Ms Greening faces opposition not only from some local councils and some local residents in areas along the route but also from some Tory MPs.
However, Mr Cameron is firmly behind the plan, which seems certain to get the go ahead, with Ms Greening announcing - possibly - plans to mitigate the worst effects of the scheme.
With the Government ruling out a third runway at Heathrow airport, HS2 has become the central plank in its transport policy.
But the project has been mired in controversy, with claims and counter-claims as to its merit.
It has also produced probably more vitriol than any infrastructure scheme for years. Indeed, the House of Commons Transport Committee, in a report on HS2, saw fit to urge both sides to cease name calling.
Those keen on the project say that it is much needed, with a Government-commissioned report by Network Rail last week supporting the pro-HS2 lobby's view that improving existing rail lines will not solve the problem of overcrowding.
Opponents of HS2 have said that the pro-lobby's calculations for the project's benefits are wildly optimistic and that the scheme is merely a "vanity project".
Emma Boon, campaign director of the TaxPayers' Alliance, said today: "High-speed rail (HSR) will leave generations of ordinary taxpayers paying for a train set that will mostly be used by the rich.
"We can't afford £32 billion for this project right now. The business case is fundamentally flawed and the Government have vastly inflated the benefits of HSR to the regional economy while hiding the true costs of the project.
"HSR is a white elephant that won't help the millions of commuters stuck on overcrowded trains up and down Britain."
The long run-up to this week's announcement has been studded with reports from various organisations pointing out, variously, the pros and cons of the scheme.
While Government, train companies and some businesses have produced figures to support an HS2 go-ahead, opponents have announced their own statistics pointing to the whole scheme being a waste of money.
One such report - from Institute of Economic Affairs in July 2011 - said there was a significant risk that HS2 would become "the latest in a long series of Government big-project disasters, with higher-than-forecast costs and lower-than-forecast benefits".
It added that the level of financial risk was "huge" and claims that the project would bridge the North-South divide and bring regeneration "should be treated with scepticism".
On the other hand, last-week's Government-commissioned Network Rail report said there was a strong business case for HS2.
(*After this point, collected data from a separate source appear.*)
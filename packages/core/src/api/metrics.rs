use axum::{
    body::Body,
    extract::State,
    http::{StatusCode, header},
    response::Response,
};

use super::ApiState;

/// Prometheus scrape endpoint.
pub async fn metrics(State(state): State<ApiState>) -> Response {
    match state.metrics.render() {
        Ok(body) => Response::builder()
            .status(StatusCode::OK)
            .header(header::CONTENT_TYPE, "text/plain; version=0.0.4")
            .body(Body::from(body))
            .expect("metrics response should be valid"),
        Err(err) => {
            tracing::error!("Failed to render metrics: {}", err);
            Response::builder()
                .status(StatusCode::INTERNAL_SERVER_ERROR)
                .body(Body::from("metrics error"))
                .expect("metrics error response should be valid")
        }
    }
}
The report added that HS2 would release much-needed additional passenger and freight capacity on the existing network, offer improvements in national and international connections and provide wider regenerative and economic benefits.
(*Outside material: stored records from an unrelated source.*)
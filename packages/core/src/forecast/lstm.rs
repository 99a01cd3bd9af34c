//! LSTM forward pass over exported Keras weights.
//!
//! Weight layout follows Keras: `kernel` is `[input_dim][4 * units]`,
//! `recurrent_kernel` is `[units][4 * units]` and gates are packed in the
//! order input, forget, cell, output.

use serde::{Deserialize, Serialize};

use crate::forecast::{
    artifact::check_finite,
    error::{ArtifactError, InferenceError},
    model::{check_window, ForecastModel},
    types::{ScaledForecast, ScaledWindow, VolumePair, FEATURE_COLUMNS},
};

#[derive(Debug, Clone, Copy, PartialEq, Eq, Default, Serialize, Deserialize)]
#[serde(rename_all = "snake_case")]
pub enum GateActivation {
    #[default]
    Sigmoid,
    HardSigmoid,
}

impl GateActivation {
    fn apply(self, x: f64) -> f64 {
        match self {
            GateActivation::Sigmoid => 1.0 / (1.0 + (-x).exp()),
            GateActivation::HardSigmoid => (0.2 * x + 0.5).clamp(0.0, 1.0),
        }
    }
}

#[derive(Debug, Clone, Copy, PartialEq, Eq, Default, Serialize, Deserialize)]
#[serde(rename_all = "snake_case")]
pub enum DenseActivation {
    #[default]
    Linear,
    Relu,
}

#[derive(Debug, Clone, Serialize, Deserialize)]
pub struct LstmLayer {
    pub units: usize,
    pub kernel: Vec<Vec<f64>>,
    pub recurrent_kernel: Vec<Vec<f64>>,
    pub bias: Vec<f64>,
    #[serde(default)]
    pub recurrent_activation: GateActivation,
}

#[derive(Debug, Clone, Serialize, Deserialize)]
pub struct DenseLayer {
    pub kernel: Vec<Vec<f64>>,
    pub bias: Vec<f64>,
    #[serde(default)]
    pub activation: DenseActivation,
}

/// Exported weights of a stacked LSTM followed by dense layers.
#[derive(Debug, Clone, Serialize, Deserialize)]
pub struct LstmArtifact {
    pub window: usize,
    pub features: usize,
    pub lstm: Vec<LstmLayer>,
    pub dense: Vec<DenseLayer>,
}

#[derive(Debug, Clone)]
pub struct LstmModel {
    window: usize,
    lstm: Vec<LstmLayer>,
    dense: Vec<DenseLayer>,
}

impl LstmModel {
    pub fn from_artifact(artifact: LstmArtifact) -> Result<Self, ArtifactError> {
        if artifact.window == 0 {
            return Err(ArtifactError::invalid("window must be positive"));
        }
        if artifact.features != FEATURE_COLUMNS.len() {
            return Err(ArtifactError::invalid(format!(
                "model expects {} features, pipeline provides {}",
                artifact.features,
                FEATURE_COLUMNS.len()
            )));
        }
        if artifact.lstm.is_empty() {
            return Err(ArtifactError::invalid("at least one lstm layer is required"));
        }

        let mut input_dim = artifact.features;
        for (i, layer) in artifact.lstm.iter().enumerate() {
            validate_lstm(layer, input_dim).map_err(|msg| {
                ArtifactError::invalid(format!("lstm layer {i}: {msg}"))
            })?;
            input_dim = layer.units;
        }
        for (i, layer) in artifact.dense.iter().enumerate() {
            input_dim = validate_dense(layer, input_dim).map_err(|msg| {
                ArtifactError::invalid(format!("dense layer {i}: {msg}"))
            })?;
        }
        if input_dim != FEATURE_COLUMNS.len() {
            return Err(ArtifactError::invalid(format!(
                "model emits {input_dim} outputs, expected {}",
                FEATURE_COLUMNS.len()
            )));
        }

        Ok(Self {
            window: artifact.window,
            lstm: artifact.lstm,
            dense: artifact.dense,
        })
    }

    fn forward(&self, window: &ScaledWindow) -> Vec<f64> {
        let mut sequence: Vec<Vec<f64>> = window.steps.iter().map(|s| s.to_row()).collect();
        for layer in &self.lstm {
            sequence = run_lstm(layer, &sequence);
        }

        let mut hidden = sequence.pop().unwrap_or_default();
        for layer in &self.dense {
            hidden = run_dense(layer, &hidden);
        }
        hidden
    }
}

impl ForecastModel for LstmModel {
    fn window_len(&self) -> usize {
        self.window
    }

    fn infer(&self, window: &ScaledWindow) -> Result<ScaledForecast, InferenceError> {
        check_window(window, self.window)?;

        let output = self.forward(window);
        let pair = VolumePair::from_row(&output).ok_or(InferenceError::ShapeMismatch {
            what: "output width",
            expected: FEATURE_COLUMNS.len(),
            found: output.len(),
        })?;
        if !pair.is_finite() {
            return Err(InferenceError::NonFinite);
        }
        Ok(ScaledForecast(pair))
    }

    fn model_name(&self) -> &str {
        "lstm"
    }
}

fn validate_lstm(layer: &LstmLayer, input_dim: usize) -> Result<(), String> {
    let gates = 4 * layer.units;
    if layer.units == 0 {
        return Err("units must be positive".into());
    }
    if layer.kernel.len() != input_dim || layer.kernel.iter().any(|r| r.len() != gates) {
        return Err(format!("kernel must be {input_dim}x{gates}"));
    }
    if layer.recurrent_kernel.len() != layer.units
        || layer.recurrent_kernel.iter().any(|r| r.len() != gates)
    {
        return Err(format!("recurrent_kernel must be {}x{gates}", layer.units));
    }
    if layer.bias.len() != gates {
        return Err(format!("bias must have {gates} entries"));
    }
    finite_matrix(&layer.kernel)?;
    finite_matrix(&layer.recurrent_kernel)?;
    check_finite("bias", &layer.bias).map_err(|e| e.to_string())
}

/// Returns the layer's output width.
fn validate_dense(layer: &DenseLayer, input_dim: usize) -> Result<usize, String> {
    let width = layer.bias.len();
    if width == 0 {
        return Err("bias must not be empty".into());
    }
    if layer.kernel.len() != input_dim || layer.kernel.iter().any(|r| r.len() != width) {
        return Err(format!("kernel must be {input_dim}x{width}"));
    }
    finite_matrix(&layer.kernel)?;
    check_finite("bias", &layer.bias).map_err(|e| e.to_string())?;
    Ok(width)
}

fn finite_matrix(matrix: &[Vec<f64>]) -> Result<(), String> {
    matrix
        .iter()
        .try_for_each(|row| check_finite("kernel", row))
        .map_err(|e| e.to_string())
}

/// Add `vector * matrix` into `acc`.
fn accumulate(acc: &mut [f64], vector: &[f64], matrix: &[Vec<f64>]) {
    for (x, row) in vector.iter().zip(matrix) {
        for (a, w) in acc.iter_mut().zip(row) {
            *a += x * w;
        }
    }
}

fn run_lstm(layer: &LstmLayer, inputs: &[Vec<f64>]) -> Vec<Vec<f64>> {
    let units = layer.units;
    let gate = layer.recurrent_activation;
    let mut h = vec![0.0; units];
    let mut c = vec![0.0; units];
    let mut outputs = Vec::with_capacity(inputs.len());

    for x in inputs {
        let mut z = layer.bias.clone();
        accumulate(&mut z, x, &layer.kernel);
        accumulate(&mut z, &h, &layer.recurrent_kernel);

        for u in 0..units {
            let i = gate.apply(z[u]);
            let f = gate.apply(z[units + u]);
            let g = z[2 * units + u].tanh();
            let o = gate.apply(z[3 * units + u]);
            c[u] = f * c[u] + i * g;
            h[u] = o * c[u].tanh();
        }
        outputs.push(h.clone());
    }
    outputs
}

fn run_dense(layer: &DenseLayer, input: &[f64]) -> Vec<f64> {
    let mut out = layer.bias.clone();
    accumulate(&mut out, input, &layer.kernel);
    if layer.activation == DenseActivation::Relu {
        out.iter_mut().for_each(|v| *v = v.max(0.0));
    }
    out
}

#[cfg(test)]
mod tests {
    use super::*;

    fn zero_lstm(input_dim: usize, units: usize) -> LstmLayer {
        LstmLayer {
            units,
            kernel: vec![vec![0.0; 4 * units]; input_dim],
            recurrent_kernel: vec![vec![0.0; 4 * units]; units],
            bias: vec![0.0; 4 * units],
            recurrent_activation: GateActivation::Sigmoid,
        }
    }

    fn dense(kernel: Vec<Vec<f64>>, bias: Vec<f64>) -> DenseLayer {
        DenseLayer {
            kernel,
            bias,
            activation: DenseActivation::Linear,
        }
    }

    fn window(len: usize) -> ScaledWindow {
        ScaledWindow {
            steps: vec![VolumePair::new(0.3, 0.7); len],
        }
    }

    #[test]
    fn zero_weights_emit_the_output_bias() {
        let model = LstmModel::from_artifact(LstmArtifact {
            window: 6,
            features: 2,
            lstm: vec![zero_lstm(2, 3)],
            dense: vec![dense(vec![vec![1.0, 1.0]; 3], vec![0.25, 0.75])],
        })
        .unwrap();

        let out = model.infer(&window(6)).unwrap();
        assert_eq!(out, ScaledForecast(VolumePair::new(0.25, 0.75)));
    }

    #[test]
    fn single_unit_step_matches_hand_computation() {
        // One unit, only the cell gate sees the first feature; every other
        // gate sits at sigmoid(0) = 0.5.
        let mut layer = zero_lstm(2, 1);
        layer.kernel[0][2] = 1.0;
        let model = LstmModel::from_artifact(LstmArtifact {
            window: 1,
            features: 2,
            lstm: vec![layer],
            dense: vec![dense(vec![vec![1.0, -1.0]], vec![0.0, 0.0])],
        })
        .unwrap();

        let input = ScaledWindow {
            steps: vec![VolumePair::new(0.5, 0.9)],
        };
        let c = 0.5 * 0.5_f64.tanh();
        let h = 0.5 * c.tanh();

        let out = model.infer(&input).unwrap().0;
        assert!((out.volume_out - h).abs() < 1e-12);
        assert!((out.volume_in + h).abs() < 1e-12);
    }

    #[test]
    fn hard_sigmoid_is_piecewise_linear() {
        assert_eq!(GateActivation::HardSigmoid.apply(0.0), 0.5);
        assert_eq!(GateActivation::HardSigmoid.apply(10.0), 1.0);
        assert_eq!(GateActivation::HardSigmoid.apply(-10.0), 0.0);
    }

    #[test]
    fn relu_clamps_negative_outputs() {
        let layer = DenseLayer {
            kernel: vec![vec![1.0, -1.0]],
            bias: vec![0.0, 0.0],
            activation: DenseActivation::Relu,
        };
        assert_eq!(run_dense(&layer, &[2.0]), vec![2.0, 0.0]);
    }

    #[test]
    fn stacked_layers_chain_their_widths() {
        let model = LstmModel::from_artifact(LstmArtifact {
            window: 6,
            features: 2,
            lstm: vec![zero_lstm(2, 4), zero_lstm(4, 2)],
            dense: vec![],
        });
        assert!(model.is_ok());
    }

    #[test]
    fn wrong_kernel_shape_is_rejected() {
        let result = LstmModel::from_artifact(LstmArtifact {
            window: 6,
            features: 2,
            lstm: vec![zero_lstm(3, 2)],
            dense: vec![],
        });
        assert!(matches!(result, Err(ArtifactError::Invalid { .. })));
    }

    #[test]
    fn wrong_output_width_is_rejected() {
        let result = LstmModel::from_artifact(LstmArtifact {
            window: 6,
            features: 2,
            lstm: vec![zero_lstm(2, 3)],
            dense: vec![dense(vec![vec![1.0]; 3], vec![0.0])],
        });
        assert!(matches!(result, Err(ArtifactError::Invalid { .. })));
    }

    #[test]
    fn window_length_mismatch_is_inference_error() {
        let model = LstmModel::from_artifact(LstmArtifact {
            window: 6,
            features: 2,
            lstm: vec![zero_lstm(2, 2)],
            dense: vec![],
        })
        .unwrap();

        let err = model.infer(&window(5)).unwrap_err();
        assert!(matches!(err, InferenceError::ShapeMismatch { expected: 6, found: 5, .. }));
    }

    #[test]
    fn non_finite_input_is_reported() {
        let model = LstmModel::from_artifact(LstmArtifact {
            window: 1,
            features: 2,
            lstm: vec![zero_lstm(2, 2)],
            dense: vec![dense(vec![vec![1.0, 0.0], vec![0.0, 1.0]], vec![0.0, 0.0])],
        })
        .unwrap();
        // Zero kernel times NaN is still NaN.
        let input = ScaledWindow {
            steps: vec![VolumePair::new(f64::NAN, 0.0)],
        };
        assert_eq!(model.infer(&input).unwrap_err(), InferenceError::NonFinite);
    }
}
Sarah Lee, head of policy for the Countryside Alliance, said: "We welcomed Ms Greening's decision last year to wait before ruling on the fate of HS2," adding that the Alliance believed it "acknowledged that the environmental costs of the project had not been properly evaluated or acknowledged in the business plan, and that the route past Birmingham had yet to be properly consulted upon".
Ms Lee went on: "However the Government has not solved ether of these glaring problems, and instead looks set to give the green light to the scheme without full consideration of the devastating impact HS2 will have on Britain's countryside or the lives of the hundreds of thousands of people living along the route.
"At present the costs of HS2 - both to the environment and the public purse - are simply too great to justify going ahead with the scheme, and we therefore urge the Government to reconsider the impact that HSR will have on Britain's countryside and rural communities before taking this decision."